Your moral code here fails you because you don't know that they are an innocent party, in fact, the only reason you would be interrogating them in the first place is because you reasonably believe that they AREN'T an innocent party, that they do have in information you need. Anything else is just a waste of time.

You're right, I don't know that a particular individual is innocent, however, presumption of innocence is also an article of US jurisprudence.

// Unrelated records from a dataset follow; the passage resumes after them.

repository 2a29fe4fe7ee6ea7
pub mod builders;

pub use builders::*;
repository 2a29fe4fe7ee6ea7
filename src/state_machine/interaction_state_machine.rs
use uuid::Uuid;

use super::actions::step_patch_for;
use super::events::InteractionEvent;
use super::states::InteractionPhase;
use crate::error::{InteractionError, Result};
use crate::models::StepPatch;

/// In-memory tracker for one step's interaction wait.
///
/// The machine never talks to the status service itself: `transition`
/// validates the move and hands back the patch the caller must persist
/// before calling [`InteractionStateMachine::commit`].
#[derive(Debug, Clone)]
pub struct InteractionStateMachine {
    step_id: Uuid,
    timeout_seconds: u64,
    phase: InteractionPhase,
}

/// A validated, not yet committed transition
#[derive(Debug, Clone, PartialEq)]
pub struct PendingTransition {
    pub from: InteractionPhase,
    pub to: InteractionPhase,
    pub event: InteractionEvent,
    pub patch: StepPatch,
}

impl InteractionStateMachine {
    pub fn new(step_id: Uuid, timeout_seconds: u64) -> Self {
        Self {
            step_id,
            timeout_seconds,
            phase: InteractionPhase::Idle,
        }
    }

    pub fn phase(&self) -> InteractionPhase {
        self.phase
    }

    pub fn step_id(&self) -> Uuid {
        self.step_id
    }

    pub fn timeout_seconds(&self) -> u64 {
        self.timeout_seconds
    }

    pub fn is_terminal(&self) -> bool {
        self.phase.is_terminal()
    }

    /// Determine the target phase for an event without changing state
    pub fn determine_target_phase(
        current: InteractionPhase,
        event: InteractionEvent,
    ) -> Result<InteractionPhase> {
        let target = match (current, event) {
            (InteractionPhase::Idle, InteractionEvent::BeginWaiting) => InteractionPhase::Waiting,
            (InteractionPhase::Waiting, InteractionEvent::Approve) => InteractionPhase::Approved,
            (InteractionPhase::Waiting, InteractionEvent::Reject) => InteractionPhase::Rejected,
            (InteractionPhase::Waiting, InteractionEvent::TimeOut) => InteractionPhase::TimedOut,
            // the auto-approval is finalized like a human approval
            (InteractionPhase::TimedOut, InteractionEvent::Approve) => InteractionPhase::Approved,
            (from, event) => {
                return Err(InteractionError::InvalidTransition {
                    from: from.to_string(),
                    event: event.to_string(),
                })
            }
        };

        Ok(target)
    }

    /// Validate `event` against the current phase and build its step patch
    pub fn transition(&self, event: InteractionEvent) -> Result<PendingTransition> {
        let to = Self::determine_target_phase(self.phase, event)?;
        Ok(PendingTransition {
            from: self.phase,
            to,
            event,
            patch: step_patch_for(self.step_id, event, self.timeout_seconds),
        })
    }

    /// Adopt the target phase once its patch has been persisted
    pub fn commit(&mut self, transition: &PendingTransition) -> Result<InteractionPhase> {
        if transition.from != self.phase {
            return Err(InteractionError::InvalidTransition {
                from: self.phase.to_string(),
                event: transition.event.to_string(),
            });
        }
        self.phase = transition.to;
        Ok(self.phase)
    }
}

Bobby, that's not an argument about morality at all, it's a legal one that still fails you. A presumption of innocence is for the purposes of a trial, so that the trier of fact (the judge or the jury) looks at the evidence impartially. People are arrested and detained PRECISELY BECAUSE they are actually presumed to be guilty. If there is reasonable evidence that they did it, the presumption is actually of guilt, that's why they are detained. In a crappy cell, sometimes for days on end. Just like interrogation, you don't bother to arrest 100 people and just let them stew. You only arrest someone if you reasonably believe that they AREN'T an innocent party. It's the same with interrogation, you only interrogate someone when you have evidence to reasonably believe that they have the information you need.

Even that article you mention notes the presumption of guilt in every day practice, one example is that often an applicant must prove their innocent of drug use by taking a pre-employment drug test. The presumption is of guilt, just as it is in the law.

You see, in essence you are sacrificing the lives of others (a child, a platoon of soldiers, or a city) because of your unwillingness to be wrong.

That and that I also believe in the rule of law.

I guess I don't know what you want there. This stuff is kinda illegal everywhere. I say kinda because it is routine and mundane and it's rare that anyone would be prosecuted for it, everyone that matters looks the other way, and the laws are pretty weak, on purpose. But be that as it may, the legal argument isn't enough to prevent it happening. All that has provided is a crutch for why ~you~ wouldn't do it.

So I'll ask you again: You could save the life of the person most valuable to you in this world, and you reasonably believe that the suspect in front of you has the information to do so. In fact, they're sneering at you, noting that they'll never tell you a thing. How far would YOU go to save your loved one? And why? Would you sacrifice your loved one to the "rule of law" that you know is just a bromide for public consumption?

One could easily make the argument that that is by far the more immoral position because the actual lives of other people are taken in lieu of your feelings about the situation.

So you say, but I don't believe it's been made yet.

I'll make it even simpler for you:

Argument: "It is immoral to sacrifice the lives of others (a child, a platoon of soldiers, a city) to your unwillingness to cause terrible discomfort..." Reasoning: "...because lives are the ultimate value of a human being and as such their lives outweigh the the possibility of error in causing the extreme discomfort of another.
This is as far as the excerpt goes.